Le signe d'un climat politique délétère
Le quotidien pro-AKP profite de l’occasion pour critiquer la démocratie française :
«Les carences et/ou le recours disproportionné à la force par la police française lors de différents événements sociaux – émeutes dans les banlieues, mobilisation des gilets jaunes et, dernièrement, compétitions sportives qui dégénèrent - remettent en cause les aptitudes de l'Etat français, de sa démocratie et de son Etat de droit. Quel rôle joue la récente vague populiste française, qui s'efforce d'exclure certains pans de la société, dans la formation d'un climat qui favorise de tels évènements ? Près de 80 pour cent des Français ont voté soit pour des partis d'extrême droite soit pour des partis d'extrême gauche.»
Les caméras intelligentes voient plus de choses
Dans Les Echos, William Eldin, entrepreneur dans le domaine de l'intelligence artificielle, mise sur les nouvelles technologies pour sécuriser les compétitions sportives majeures à venir :
«Il est impossible pour une équipe - aussi nombreuse soit-elle - d'analyser des dizaines de milliers de vidéos au sein d'un centre de sécurité, qui plus est en gestion de crise quand la prise de décision doit être quasi immédiate. ... Les opérateurs ont besoin d'être 'augmentés' par la technologie, tout en conservant la décision finale, notamment pour fluidifier les déplacements de véhicules et de personnes et les accès aux sites, identifier des comportements inhabituels, faire respecter les jauges grâce au comptage de personnes dans les files d'attente, ou encore identifier des actes suspects.»
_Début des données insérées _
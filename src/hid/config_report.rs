//! Inbound profile configuration reports (host → device).
//!
//! Both arrive as HID SET_REPORT (feature) requests. The first byte of
//! the payload is the report id slot and is ignored:
//! ```text
//! Report 3 ( 9 bytes): [reserved][8 bytes profile name]
//! Report 4 (49 bytes): [reserved][12 × 4-byte key labels, no separators]
//! ```

use crate::config::{
    KEY_LABELS_LEN, KEY_LABELS_REPORT_LEN, PROFILE_NAME_REPORT_BYTES, PROFILE_NAME_REPORT_LEN,
    REPORT_ID_KEY_LABELS, REPORT_ID_PROFILE_NAME,
};
use crate::error::Error;

/// A validated configuration report.
#[derive(Clone, Debug, PartialEq, Eq)]
#[cfg_attr(feature = "defmt", derive(defmt::Format))]
pub enum ConfigReport {
    ProfileName([u8; PROFILE_NAME_REPORT_BYTES]),
    KeyLabels([u8; KEY_LABELS_LEN]),
}

impl ConfigReport {
    /// Validate the length for `report_id` and copy out the body.
    pub fn parse(report_id: u8, payload: &[u8]) -> Result<Self, Error> {
        match report_id {
            REPORT_ID_PROFILE_NAME => {
                let body = body(report_id, payload, PROFILE_NAME_REPORT_LEN)?;
                let mut name = [0u8; PROFILE_NAME_REPORT_BYTES];
                name.copy_from_slice(body);
                Ok(ConfigReport::ProfileName(name))
            }
            REPORT_ID_KEY_LABELS => {
                let body = body(report_id, payload, KEY_LABELS_REPORT_LEN)?;
                let mut labels = [0u8; KEY_LABELS_LEN];
                labels.copy_from_slice(body);
                Ok(ConfigReport::KeyLabels(labels))
            }
            other => Err(Error::UnknownReport(other)),
        }
    }
}

fn body(report_id: u8, payload: &[u8], expected_len: usize) -> Result<&[u8], Error> {
    if payload.len() != expected_len {
        return Err(Error::MalformedReport {
            report_id,
            len: payload.len(),
        });
    }
    Ok(&payload[1..])
}
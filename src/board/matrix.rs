//! 3×4 key matrix scan.
//!
//! Rows are driven low one at a time; columns have pull-ups, so a held key
//! reads low on its column. Every key goes through its own
//! [`DebounceState`] and the 12-bit mask is published when a settled key
//! changes.

use defmt::debug;
use embassy_nrf::gpio::{Input, Output};
use embassy_time::{Instant, Timer};

use macropad::config::{key_bit, KEY_COUNT, KEY_SETTLE_TIME, MATRIX_COLS, MATRIX_ROWS};
use macropad::debounce::DebounceState;
use macropad::{InputSnapshot, InputUpdate};

pub struct Matrix<'a> {
    rows: [Output<'a>; MATRIX_ROWS],
    cols: [Input<'a>; MATRIX_COLS],
    keys: [DebounceState; KEY_COUNT],
    mask: u16,
}

impl<'a> Matrix<'a> {
    /// Rows must start high (idle).
    pub fn new(rows: [Output<'a>; MATRIX_ROWS], cols: [Input<'a>; MATRIX_COLS]) -> Self {
        Self {
            rows,
            cols,
            keys: [DebounceState::new(); KEY_COUNT],
            mask: 0,
        }
    }

    /// One pass over all rows. Returns the new mask if any settled key
    /// changed.
    pub async fn scan(&mut self) -> Option<u16> {
        let mut changed = false;

        for (row, pin) in self.rows.iter_mut().enumerate() {
            pin.set_low();
            // Let the row settle before reading the columns.
            Timer::after_micros(5).await;
            let now = Instant::now();

            for (col, input) in self.cols.iter().enumerate() {
                let bit = key_bit(row, col);
                let key = &mut self.keys[bit];
                if key.sample(input.is_low(), now, KEY_SETTLE_TIME) {
                    if key.stable_state() {
                        self.mask |= 1 << bit;
                    } else {
                        self.mask &= !(1 << bit);
                    }
                    changed = true;
                }
            }

            pin.set_high();
        }

        changed.then_some(self.mask)
    }

    /// Scan forever at ~1 kHz, publishing every change.
    pub async fn run(mut self, inputs: &'static InputSnapshot) -> ! {
        loop {
            if let Some(mask) = self.scan().await {
                debug!("Matrix: 0x{:03x}", mask);
                inputs.set(InputUpdate::new().key_matrix(mask));
            }
            Timer::after_millis(1).await;
        }
    }
}
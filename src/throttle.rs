//! Fixed-rate gate for the cooperative main loop.
//!
//! Periodic work never sleeps; each pass asks whether its next deadline
//! has passed and returns immediately if not.

use embassy_time::{Duration, Instant};

#[derive(Clone, Copy, Debug)]
#[cfg_attr(feature = "defmt", derive(defmt::Format))]
pub struct Throttle {
    next: Instant,
    interval: Duration,
}

impl Throttle {
    /// First pass is due immediately.
    pub const fn new(interval: Duration) -> Self {
        Self {
            next: Instant::from_ticks(0),
            interval,
        }
    }

    /// Returns `true` once per interval and schedules the next pass.
    ///
    /// Deadlines advance by whole intervals so the cadence does not drift.
    /// After a stall longer than one interval the schedule restarts from
    /// `now` instead of running a burst of catch-up passes.
    pub fn is_due(&mut self, now: Instant) -> bool {
        if now < self.next {
            return false;
        }
        let next = self.next + self.interval;
        self.next = if next <= now { now + self.interval } else { next };
        true
    }
}
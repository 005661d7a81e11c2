//! Rotary encoder tasks.
//!
//! Waits on edges of either quadrature line, decodes them and publishes
//! the wrapping detent counter for the encoder's role.

use defmt::{debug, Format};
use embassy_futures::select::select;
use embassy_nrf::gpio::Input;

use macropad::quadrature::QuadratureDecoder;
use macropad::{InputSnapshot, InputUpdate};

/// Which snapshot field an encoder feeds.
#[derive(Clone, Copy, PartialEq, Eq, Format)]
pub enum EncoderRole {
    /// Encoder 0, drives the menus.
    Navigation,
    /// Encoder 1, reported to the host.
    Host,
}

impl EncoderRole {
    fn update(self, count: u8) -> InputUpdate {
        match self {
            EncoderRole::Navigation => InputUpdate::new().encoder_0(count),
            EncoderRole::Host => InputUpdate::new().encoder_1(count),
        }
    }
}

pub async fn run(
    role: EncoderRole,
    mut a: Input<'static>,
    mut b: Input<'static>,
    inputs: &'static InputSnapshot,
) -> ! {
    let mut decoder = QuadratureDecoder::new(a.is_high(), b.is_high());

    loop {
        select(a.wait_for_any_edge(), b.wait_for_any_edge()).await;

        if let Some(count) = decoder.update(a.is_high(), b.is_high()) {
            debug!("Encoder {}: {}", role, count);
            inputs.set(role.update(count));
        }
    }
}
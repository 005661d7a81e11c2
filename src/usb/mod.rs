//! USB Device subsystem - presents the macropad HID interface to the host.
//!
//! The nRF52840's built-in USB 2.0 Full-Speed controller is driven by
//! `embassy-usb`. A single HID interface carries every report:
//!
//! - Report 1 (input):   keypad bitmask
//! - Report 2 (input):   host-facing encoder
//! - Report 3 (feature): profile name
//! - Report 4 (feature): key labels
//!
//! Outbound reports are queued by the main loop and written by a
//! dedicated task; SET_REPORT requests are queued the other way and
//! drained by the main loop.

pub mod hid_device;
Revoir la gestion des grands évènements sportifs
Dans son éditorial, Le Monde appelle l'Etat français à tirer des enseignements de la débâcle :
«Le ministre de l'intérieur a martelé ces dernières semaines que la préparation de la sécurité des Jeux olympiques et paralympiques de Paris 2024 allait constituer le fil rouge de son mandat. Ce qui s'est passé samedi au Stade de France augure mal de cette feuille de route, surtout si le gouvernement s'obstine dans le déni. Il doit en sortir rapidement pour préparer dans les meilleures conditions la Coupe du monde de rugby de 2023. Quant à la cérémonie d'ouverture des JO, qui prévoit d'accueillir le long de la Seine près de huit fois plus de public qu'au Stade de France, ne serait-il pas raisonnable de réviser à la baisse les ambitions ?»
Un problème français
Pour l'historien et consultant Guylain Chevrier, dans Le Figaro, ce ne sont pas la police ou l'UEFA qui sont responsables, mais des pans mal intégrés de la société française :
«C'est l'Etat de droit qui semble ne plus tenir, parce que certains individus aux comportements hors-norme, ne respectent plus des limites qui faisaient, il y a encore peu, le socle de l'éducation, tenant au respect des autres et des biens collectifs. Un problème récurrent, qui s'est enraciné. Mais d'où peut donc venir cet état de fait ? Ce qui nous saute à la figure, c'est, de façon de plus en plus flagrante, une socialisation qui n'est plus là. … Le foot est un sport populaire qui peut donner l'exemple, aider à dépasser les préjugés, pour rassembler, fraterniser. Mais cela n'est vrai que si derrière il y a une société qui a du sens.»